First, it should be made clear that the term "efficacy," when used in the context of a vaccine's antibody-elevating effects, does not equate to effectiveness, i.e. whether or not a vaccine actually works in real life to protect against the infectious agent of concern.
It is this semantic trick (conflating and confusing "efficacy" with "effectiveness") which convinces most of the "developed" world that vaccine research is "evidence-based" and focused on creating enhanced immunity, when in fact it is primarily a highly successful business enterprise dependent on defrauding its "customers" of both their money and health. The dangers of common vaccines are so well known by "health experts," and the manufacturers who produce, them that their risk (like nuclear power) is underwritten by world governments. The importance of this fact can not be overestimated or understated.
Introducing foreign pathogenic DNA, chemicals, metals, preservatives, etc., into the body through a syringe will generate a response not unlike kicking a bee hive. The harder you kick that beehive, the greater will be the "efficacy" (i.e. elevated antibodies), but the actual affinity that these antibodies will have for the antigen (i.e. pathogen) of concern, can not be guaranteed; nor must the vaccine reseachers prove antibody-antigen affinity to receive FDA approval.
Also, valuable immune resources are wasted by generating "false flag" responses to threats which may not readily exist in the environment, e.g. there are over 200 forms of influenza A, B & C which can cause the symptoms associated with annual influenza A, so the seasonal trivalent flu vaccine only takes care of little more than 1% of the possible vectors of infection – and often at the price of distracting resources away from real threats, as well as exhausting and/or damaging the entire immune apparatus. Truth be told, there is actually a shocking lack of evidence to support flu vaccines, in any age or population.
What's worse, the vaccine response can "blow back" causing loss of self-tolerance and, via the resultant Th2 dominant immune system, the body can attack itself (auto-immunity). In the meantime, the first line of defense against infection (Th1) is compromised and this "front door" can be left wide open to unmet infectious challenges.

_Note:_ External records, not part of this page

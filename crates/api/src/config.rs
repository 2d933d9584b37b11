use crate::auth::jwt::JwtConfig;

/// Server configuration loaded from environment variables.
///
/// All fields except the JWT secret have defaults suitable for local
/// development. In production, override via environment variables.
#[derive(Debug, Clone)]
pub struct ServerConfig {
    /// Bind address (default: `0.0.0.0`).
    pub host: String,
    /// Bind port (default: `3000`).
    pub port: u16,
    /// Allowed CORS origins, parsed from comma-separated `CORS_ORIGINS` env var.
    pub cors_origins: Vec<String>,
    /// HTTP request timeout in seconds (default: `30`).
    pub request_timeout_secs: u64,
    /// Locale used when the request does not ask for a supported one.
    pub default_locale: String,
    /// Locales the API can answer in, lower-case primary subtags.
    pub supported_locales: Vec<String>,
    /// JWT token configuration (secret, expiry).
    pub jwt: JwtConfig,
}

impl ServerConfig {
    /// Load configuration from environment variables with defaults.
    ///
    /// | Env Var                | Default                    |
    /// |------------------------|----------------------------|
    /// | `HOST`                 | `0.0.0.0`                  |
    /// | `PORT`                 | `3000`                     |
    /// | `CORS_ORIGINS`         | `http://localhost:5173`    |
    /// | `REQUEST_TIMEOUT_SECS` | `30`                       |
    /// | `DEFAULT_LOCALE`       | `en`                       |
    /// | `SUPPORTED_LOCALES`    | `en,id`                    |
    pub fn from_env() -> Self {
        let host = std::env::var("HOST").unwrap_or_else(|_| "0.0.0.0".into());

        let port: u16 = std::env::var("PORT")
            .unwrap_or_else(|_| "3000".into())
            .parse()
            .expect("PORT must be a valid u16");

        let cors_origins = split_list(
            &std::env::var("CORS_ORIGINS").unwrap_or_else(|_| "http://localhost:5173".into()),
        );

        let request_timeout_secs: u64 = std::env::var("REQUEST_TIMEOUT_SECS")
            .unwrap_or_else(|_| "30".into())
            .parse()
            .expect("REQUEST_TIMEOUT_SECS must be a valid u64");

        let default_locale = std::env::var("DEFAULT_LOCALE")
            .unwrap_or_else(|_| "en".into())
            .trim()
            .to_ascii_lowercase();

        let mut supported_locales: Vec<String> =
            split_list(&std::env::var("SUPPORTED_LOCALES").unwrap_or_else(|_| "en,id".into()))
                .into_iter()
                .map(|l| l.to_ascii_lowercase())
                .collect();
        if !supported_locales.contains(&default_locale) {
            supported_locales.push(default_locale.clone());
        }

        let jwt = JwtConfig::from_env();

        Self {
            host,
            port,
            cors_origins,
            request_timeout_secs,
            default_locale,
            supported_locales,
            jwt,
        }
    }
}

/// Split a comma-separated env value, trimming entries and dropping blanks.
fn split_list(raw: &str) -> Vec<String> {
    raw.split(',')
        .map(|s| s.trim().to_string())
        .filter(|s| !s.is_empty())
        .collect()
}

#[cfg(test)]
mod tests {
    use super::*;

    #[test]
    fn split_list_trims_and_drops_blanks() {
        assert_eq!(
            split_list(" http://a.test , ,http://b.test,"),
            vec!["http://a.test", "http://b.test"]
        );
        assert!(split_list("").is_empty());
    }
}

It is clear that one can create a synthetic immune response through vaccination, but it is not likely to result in enhanced immunity, insofar as real-world effectiveness is concerned, which is the only true judge of whether a vaccine is valuable or not. One might view the basic criteria used by vaccine researchers, namely, that generating elevated antibody titers proves the value of the vaccine, oppositely: proving the vaccine is causing harm to the developing infant by generating unnecessarily elevated antibodies by any means necessary, i.e. throwing the chemical and biological kitchen sink at the immune system, e.g. aluminum, phenol, diploid (aborted fetal) cells, peanut oil, pertactin, etc.